(Stored data entries)
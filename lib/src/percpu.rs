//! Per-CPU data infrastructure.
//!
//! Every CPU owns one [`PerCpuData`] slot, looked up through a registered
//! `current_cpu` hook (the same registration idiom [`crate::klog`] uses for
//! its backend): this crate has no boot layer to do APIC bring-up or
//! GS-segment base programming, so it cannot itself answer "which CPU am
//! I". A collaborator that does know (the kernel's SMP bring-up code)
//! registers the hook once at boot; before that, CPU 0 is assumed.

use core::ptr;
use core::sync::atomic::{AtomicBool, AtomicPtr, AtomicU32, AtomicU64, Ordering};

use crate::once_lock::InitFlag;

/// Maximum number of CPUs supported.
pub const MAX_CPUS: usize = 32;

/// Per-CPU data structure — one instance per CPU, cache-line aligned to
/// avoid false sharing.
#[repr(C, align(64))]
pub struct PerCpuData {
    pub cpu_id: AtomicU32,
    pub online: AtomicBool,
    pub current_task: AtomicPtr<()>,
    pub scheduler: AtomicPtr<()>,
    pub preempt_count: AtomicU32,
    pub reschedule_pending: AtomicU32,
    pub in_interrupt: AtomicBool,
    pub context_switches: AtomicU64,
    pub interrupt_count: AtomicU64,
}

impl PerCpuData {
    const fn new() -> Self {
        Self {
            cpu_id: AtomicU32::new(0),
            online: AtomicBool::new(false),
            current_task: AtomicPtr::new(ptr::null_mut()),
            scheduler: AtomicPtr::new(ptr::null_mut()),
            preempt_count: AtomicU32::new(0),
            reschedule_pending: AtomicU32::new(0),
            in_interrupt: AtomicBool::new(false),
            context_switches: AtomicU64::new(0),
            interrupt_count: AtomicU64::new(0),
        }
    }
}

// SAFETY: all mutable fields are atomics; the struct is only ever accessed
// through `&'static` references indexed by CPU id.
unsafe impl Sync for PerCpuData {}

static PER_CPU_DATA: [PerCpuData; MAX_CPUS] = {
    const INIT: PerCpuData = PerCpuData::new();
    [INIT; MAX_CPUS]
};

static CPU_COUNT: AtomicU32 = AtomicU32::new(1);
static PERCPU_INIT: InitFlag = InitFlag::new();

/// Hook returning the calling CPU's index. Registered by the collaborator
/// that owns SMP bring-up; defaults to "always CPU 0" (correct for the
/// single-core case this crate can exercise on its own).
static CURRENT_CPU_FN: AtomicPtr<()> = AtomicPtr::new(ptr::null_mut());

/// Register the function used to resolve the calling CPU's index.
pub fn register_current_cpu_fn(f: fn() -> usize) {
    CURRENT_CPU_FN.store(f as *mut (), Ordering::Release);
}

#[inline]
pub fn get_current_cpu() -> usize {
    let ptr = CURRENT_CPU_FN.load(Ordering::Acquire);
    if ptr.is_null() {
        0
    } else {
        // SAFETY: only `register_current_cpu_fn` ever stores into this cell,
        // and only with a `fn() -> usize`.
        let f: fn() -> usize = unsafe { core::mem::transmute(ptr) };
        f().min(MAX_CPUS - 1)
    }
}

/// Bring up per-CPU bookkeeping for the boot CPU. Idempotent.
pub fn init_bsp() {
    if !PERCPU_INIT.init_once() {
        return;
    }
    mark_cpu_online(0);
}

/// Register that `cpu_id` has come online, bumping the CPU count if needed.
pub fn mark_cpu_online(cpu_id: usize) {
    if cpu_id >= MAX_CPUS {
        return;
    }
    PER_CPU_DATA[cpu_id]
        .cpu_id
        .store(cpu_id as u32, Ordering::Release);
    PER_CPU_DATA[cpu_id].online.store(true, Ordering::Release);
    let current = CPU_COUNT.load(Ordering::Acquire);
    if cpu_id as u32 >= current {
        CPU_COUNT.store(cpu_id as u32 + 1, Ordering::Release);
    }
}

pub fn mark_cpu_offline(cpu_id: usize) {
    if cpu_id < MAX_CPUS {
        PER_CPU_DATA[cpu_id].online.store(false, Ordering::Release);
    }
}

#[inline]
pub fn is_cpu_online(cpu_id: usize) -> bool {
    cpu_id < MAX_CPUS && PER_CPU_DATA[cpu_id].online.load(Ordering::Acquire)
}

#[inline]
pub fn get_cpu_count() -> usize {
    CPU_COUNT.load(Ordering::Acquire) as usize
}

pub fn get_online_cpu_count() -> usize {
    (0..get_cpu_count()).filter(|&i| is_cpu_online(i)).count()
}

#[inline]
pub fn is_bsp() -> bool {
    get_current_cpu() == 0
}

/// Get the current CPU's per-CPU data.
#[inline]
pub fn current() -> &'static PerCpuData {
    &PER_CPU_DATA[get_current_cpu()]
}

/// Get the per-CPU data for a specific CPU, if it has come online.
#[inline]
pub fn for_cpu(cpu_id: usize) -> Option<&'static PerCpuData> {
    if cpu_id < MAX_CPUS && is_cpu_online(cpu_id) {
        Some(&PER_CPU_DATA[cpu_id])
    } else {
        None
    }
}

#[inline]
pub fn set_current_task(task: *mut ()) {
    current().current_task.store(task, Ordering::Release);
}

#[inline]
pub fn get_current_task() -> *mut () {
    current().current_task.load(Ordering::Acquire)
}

» WHAT THE EXERCISE ASKS: Return nothing but the lines from the top of the records above through the line that has "unsafe impl Sync". Keep each one exact.

» EXERCISE OUTPUT:
filename lib/src/percpu.rs
//! Per-CPU data infrastructure.
//!
//! Every CPU owns one [`PerCpuData`] slot, looked up through a registered
//! `current_cpu` hook (the same registration idiom [`crate::klog`] uses for
//! its backend): this crate has no boot layer to do APIC bring-up or
//! GS-segment base programming, so it cannot itself answer "which CPU am
//! I". A collaborator that does know (the kernel's SMP bring-up code)
//! registers the hook once at boot; before that, CPU 0 is assumed.

use core::ptr;
use core::sync::atomic::{AtomicBool, AtomicPtr, AtomicU32, AtomicU64, Ordering};

use crate::once_lock::InitFlag;

/// Maximum number of CPUs supported.
pub const MAX_CPUS: usize = 32;

/// Per-CPU data structure — one instance per CPU, cache-line aligned to
/// avoid false sharing.
#[repr(C, align(64))]
pub struct PerCpuData {
    pub cpu_id: AtomicU32,
    pub online: AtomicBool,
    pub current_task: AtomicPtr<()>,
    pub scheduler: AtomicPtr<()>,
    pub preempt_count: AtomicU32,
    pub reschedule_pending: AtomicU32,
    pub in_interrupt: AtomicBool,
    pub context_switches: AtomicU64,
    pub interrupt_count: AtomicU64,
}

impl PerCpuData {
    const fn new() -> Self {
        Self {
            cpu_id: AtomicU32::new(0),
            online: AtomicBool::new(false),
            current_task: AtomicPtr::new(ptr::null_mut()),
            scheduler: AtomicPtr::new(ptr::null_mut()),
            preempt_count: AtomicU32::new(0),
            reschedule_pending: AtomicU32::new(0),
            in_interrupt: AtomicBool::new(false),
            context_switches: AtomicU64::new(0),
            interrupt_count: AtomicU64::new(0),
        }
    }
}

// SAFETY: all mutable fields are atomics; the struct is only ever accessed
// through `&'static` references indexed by CPU id.
unsafe impl Sync for PerCpuData {}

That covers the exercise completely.